Violência, violência, de quem é a culpa?

Sem qualquer dúvida, a atual geração está vivendo mutações que assustam até os mais tolerantes. A culpa cabe a uma crise de moralidade?
De quem não soube cuidar condignamente da educação do povo?
De autoridades despreparadas para cuidar do assunto?
Das leis penais excessivamente brandas?
De sentenças estapafúrdias proferidas, ou vendidas, por juízes despreparados ou corruptos?
Da desagregação da família? Neste artigo, sem culpar ninguém, trataremos deste problema: a violência, que envolve toda a sociedade brasileira atual.
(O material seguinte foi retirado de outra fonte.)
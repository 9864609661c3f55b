use serde::Serialize;
use time::OffsetDateTime;
use time_tz::{timezones, OffsetDateTimeExt, Tz};

/// Code assigned to new profiles and used for every unknown code.
pub const DEFAULT_TIMEZONE_CODE: &str = "MSK";

/// Ordered short code → IANA zone table. Order is what the picker shows.
const TIMEZONES: &[(&str, &str)] = &[
    ("MSK", "Europe/Moscow"),
    ("UTC", "Etc/UTC"),
    ("CET", "Europe/Paris"),
    ("EET", "Europe/Kyiv"),
    ("GMT", "Etc/GMT"),
    ("SAMT", "Europe/Samara"),
    ("EKAT", "Asia/Yekaterinburg"),
    ("OMST", "Asia/Omsk"),
    ("NOVS", "Asia/Novosibirsk"),
    ("KRAT", "Asia/Krasnoyarsk"),
    ("IRKT", "Asia/Irkutsk"),
    ("VLAD", "Asia/Vladivostok"),
    ("MAGA", "Asia/Magadan"),
    ("PET", "Asia/Kamchatka"),
    ("BAKU", "Asia/Baku"),
    ("TBIL", "Asia/Tbilisi"),
    ("YREV", "Asia/Yerevan"),
    ("MINS", "Europe/Minsk"),
];

#[derive(Debug, Clone, Serialize, PartialEq, Eq)]
pub struct TimezoneEntry {
    pub code: &'static str,
    pub zone: &'static str,
}

#[derive(Debug, Clone, Serialize)]
pub struct TimezonePage {
    pub page: usize,
    pub total_pages: usize,
    pub entries: Vec<TimezoneEntry>,
    pub has_prev: bool,
    pub has_next: bool,
}

pub fn default_zone() -> &'static Tz {
    timezones::db::europe::MOSCOW
}

pub fn is_known(code: &str) -> bool {
    TIMEZONES.iter().any(|(c, _)| *c == code)
}

/// IANA name for `code`, or the default zone's name.
pub fn zone_name(code: &str) -> &'static str {
    TIMEZONES
        .iter()
        .find(|(c, _)| *c == code)
        .map(|(_, zone)| *zone)
        .unwrap_or("Europe/Moscow")
}

/// Never fails: unknown codes and zones missing from the tz database resolve
/// to the default zone. Persisting the corrected code is the caller's job.
pub fn resolve(code: &str) -> &'static Tz {
    if !is_known(code) {
        return default_zone();
    }
    timezones::get_by_name(zone_name(code)).unwrap_or_else(default_zone)
}

pub fn now_in(code: &str, now_utc: OffsetDateTime) -> OffsetDateTime {
    now_utc.to_timezone(resolve(code))
}

/// Current offset of the zone behind `code`, rendered as `UTC+3` or `UTC+5:30`.
pub fn utc_offset_label(code: &str, now_utc: OffsetDateTime) -> String {
    let offset = now_in(code, now_utc).offset();
    let total_minutes = offset.whole_minutes();
    if total_minutes == 0 {
        return "UTC+0".to_string();
    }
    let sign = if total_minutes < 0 { '-' } else { '+' };
    let hours = total_minutes.abs() / 60;
    let minutes = total_minutes.abs() % 60;
    if minutes == 0 {
        format!("UTC{sign}{hours}")
    } else {
        format!("UTC{sign}{hours}:{minutes:02}")
    }
}

pub fn page_count(page_size: usize) -> usize {
    let size = page_size.max(1);
    TIMEZONES.len().div_ceil(size)
}

/// Fixed-size slice of the table. Out-of-range indexes clamp to the last page.
pub fn page(index: usize, page_size: usize) -> TimezonePage {
    let size = page_size.max(1);
    let total_pages = page_count(size);
    let page = index.min(total_pages.saturating_sub(1));
    let entries = TIMEZONES
        .iter()
        .skip(page * size)
        .take(size)
        .map(|(code, zone)| TimezoneEntry { code, zone })
        .collect();
    TimezonePage {
        page,
        total_pages,
        entries,
        has_prev: page > 0,
        has_next: page + 1 < total_pages,
    }
}
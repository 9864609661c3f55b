use crate::diary::repo_types::NutrientFields;
use crate::profiles::MacroLimits;
use crate::stats::Nutrient;

/// Step of the manual macro-limit dialog, in prompt order.
#[derive(Debug, Clone, Copy, PartialEq, Eq)]
pub enum MacroField {
    Protein,
    Fat,
    Carbs,
    Fiber,
    Sugar,
    Sodium,
    Cholesterol,
}

impl MacroField {
    pub fn next(self) -> Option<Self> {
        use MacroField::*;
        match self {
            Protein => Some(Fat),
            Fat => Some(Carbs),
            Carbs => Some(Fiber),
            Fiber => Some(Sugar),
            Sugar => Some(Sodium),
            Sodium => Some(Cholesterol),
            Cholesterol => None,
        }
    }

    /// Micro steps may be skipped; macro steps need a positive number.
    pub fn is_optional(self) -> bool {
        !matches!(self, MacroField::Protein | MacroField::Fat | MacroField::Carbs)
    }

    pub fn nutrient(self) -> Nutrient {
        match self {
            MacroField::Protein => Nutrient::Protein,
            MacroField::Fat => Nutrient::Fat,
            MacroField::Carbs => Nutrient::Carbs,
            MacroField::Fiber => Nutrient::Fiber,
            MacroField::Sugar => Nutrient::Sugar,
            MacroField::Sodium => Nutrient::Sodium,
            MacroField::Cholesterol => Nutrient::Cholesterol,
        }
    }

    pub fn apply(self, draft: &mut MacroLimits, value: Option<f64>) {
        match self {
            MacroField::Protein => draft.protein = value.unwrap_or_default(),
            MacroField::Fat => draft.fat = value.unwrap_or_default(),
            MacroField::Carbs => draft.carbs = value.unwrap_or_default(),
            MacroField::Fiber => draft.fiber = value,
            MacroField::Sugar => draft.sugar = value,
            MacroField::Sodium => draft.sodium = value,
            MacroField::Cholesterol => draft.cholesterol = value,
        }
    }
}

/// At most one per user. Everything transient (pending analysis, partially
/// entered limits, picker page) lives here rather than in rendered text.
#[derive(Debug, Clone, Default, PartialEq)]
pub enum ConversationState {
    #[default]
    Idle,
    AwaitingPhoto,
    AwaitingAnalysis {
        ticket: u64,
    },
    AwaitingConfirmation {
        pending: NutrientFields,
    },
    AwaitingCalorieLimit,
    AwaitingMacroLimit {
        which: MacroField,
        draft: MacroLimits,
    },
    AwaitingTimezoneChoice {
        page: usize,
    },
    AwaitingWeight,
    AwaitingBodyFat {
        weight: f64,
    },
}

impl ConversationState {
    /// States that only a number (or cancel) can move forward.
    pub fn awaits_number(&self) -> bool {
        matches!(
            self,
            ConversationState::AwaitingCalorieLimit
                | ConversationState::AwaitingMacroLimit { .. }
                | ConversationState::AwaitingWeight
                | ConversationState::AwaitingBodyFat { .. }
        )
    }

    pub fn name(&self) -> &'static str {
        match self {
            ConversationState::Idle => "idle",
            ConversationState::AwaitingPhoto => "awaiting_photo",
            ConversationState::AwaitingAnalysis { .. } => "awaiting_analysis",
            ConversationState::AwaitingConfirmation { .. } => "awaiting_confirmation",
            ConversationState::AwaitingCalorieLimit => "awaiting_calorie_limit",
            ConversationState::AwaitingMacroLimit { .. } => "awaiting_macro_limit",
            ConversationState::AwaitingTimezoneChoice { .. } => "awaiting_timezone_choice",
            ConversationState::AwaitingWeight => "awaiting_weight",
            ConversationState::AwaitingBodyFat { .. } => "awaiting_body_fat",
        }
    }
}
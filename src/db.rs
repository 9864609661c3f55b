use anyhow::Context;
use sqlx::{postgres::PgPoolOptions, PgPool};

pub async fn connect(database_url: &str) -> anyhow::Result<PgPool> {
    let db = PgPoolOptions::new()
        .max_connections(10)
        .connect(database_url)
        .await
        .context("connect to database")?;

    if let Err(e) = sqlx::migrate!("./migrations").run(&db).await {
        tracing::warn!(error = %e, "migration failed; continuing");
    }
    Ok(db)
}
Há sim uma crise de moralidade à vista, quando a inversão de valores se sobressai.
Por exemplo: Para os jovens que hoje começam a viver com total independência dos pais em tenra idade, é correto abraçar ou defender idéias que os contrariem…
Vivendo à margem do quem deve orientá-los para que tenham um futuro melhor, muitos passam a viver dissolutamente e, com raras exceções, os vícios, como a bebedeira desenfreada, a prostituição, a droga, e outros ingredientes, são a próxima parada obrigatória.
O casamento, que sempre foi fator preponderante no equilíbrio familiar, passou a ser cafonice. Os administradores públicos não deram a devida atenção à educação de base.
Os que deviam cuidar da segurança pública agem no apoio à marginalidade, haja vista a enorme incidência de desvio de conduta divulgada pela mídia.
Descobriu-se recentemente que, membros da polícia paulista orientavam assaltantes, passando-lhes a movimentação exata do policiamento estratégico, facilitando as ações criminosas.
Só em São Paulo, entre 2010 e 2012, mais de 1.700 policiais tiveram seus nomes arrolados em processos, alguns dos quais já concluídos, e que provocaram a exclusão e prisões de muitos deles.
Nomes de militares de alta patente flagrados em ações criminosas povoam a mídia… Quando alguém é preso, mesmo em flagrante delito, os cochilos da lei penal (uma das mais brandas do planeta), é usado para devolvê-los à sociedade e, desta forma, ameaçam à população.
Já se tornou praxe os indultos do Dias das Mães, Semana Santa, Natal, etc., quando violentos criminosos são soltos para visitas familiares, obedecendo a critérios discutíveis, oportunidade em que cometem os mais absurdos crimes, ou jamais voltam ao local em que cumpria pena.
Que juízes inaptos ou ineptos proferem sentenças inexplicáveis, ou, que as vendem, beneficiando malfeitores, não é nenhum segredo! O fato é que estamos vivendo uma guerra civil não declarada e não vislumbramos nenhuma solução a curto ou médio prazo, para que o povo brasileiro tão denodado, trabalhador e responsável, possam ter uma vida feliz! Vamos nos apoiar em DEUS, pois, sem Ele, não somos ninguém…
Esperar por melhores dias da parte dos homens é “malhar em ferro frio”, como diz um ditado popular…Violência, violência, de quem é a culpa, afinal? O leitor tem a oportunidade de fazer a sua própria avaliação so- bre as questões abordadas, desautorizando-as intimamente, ou acrescentando algo mais que achar conveniente.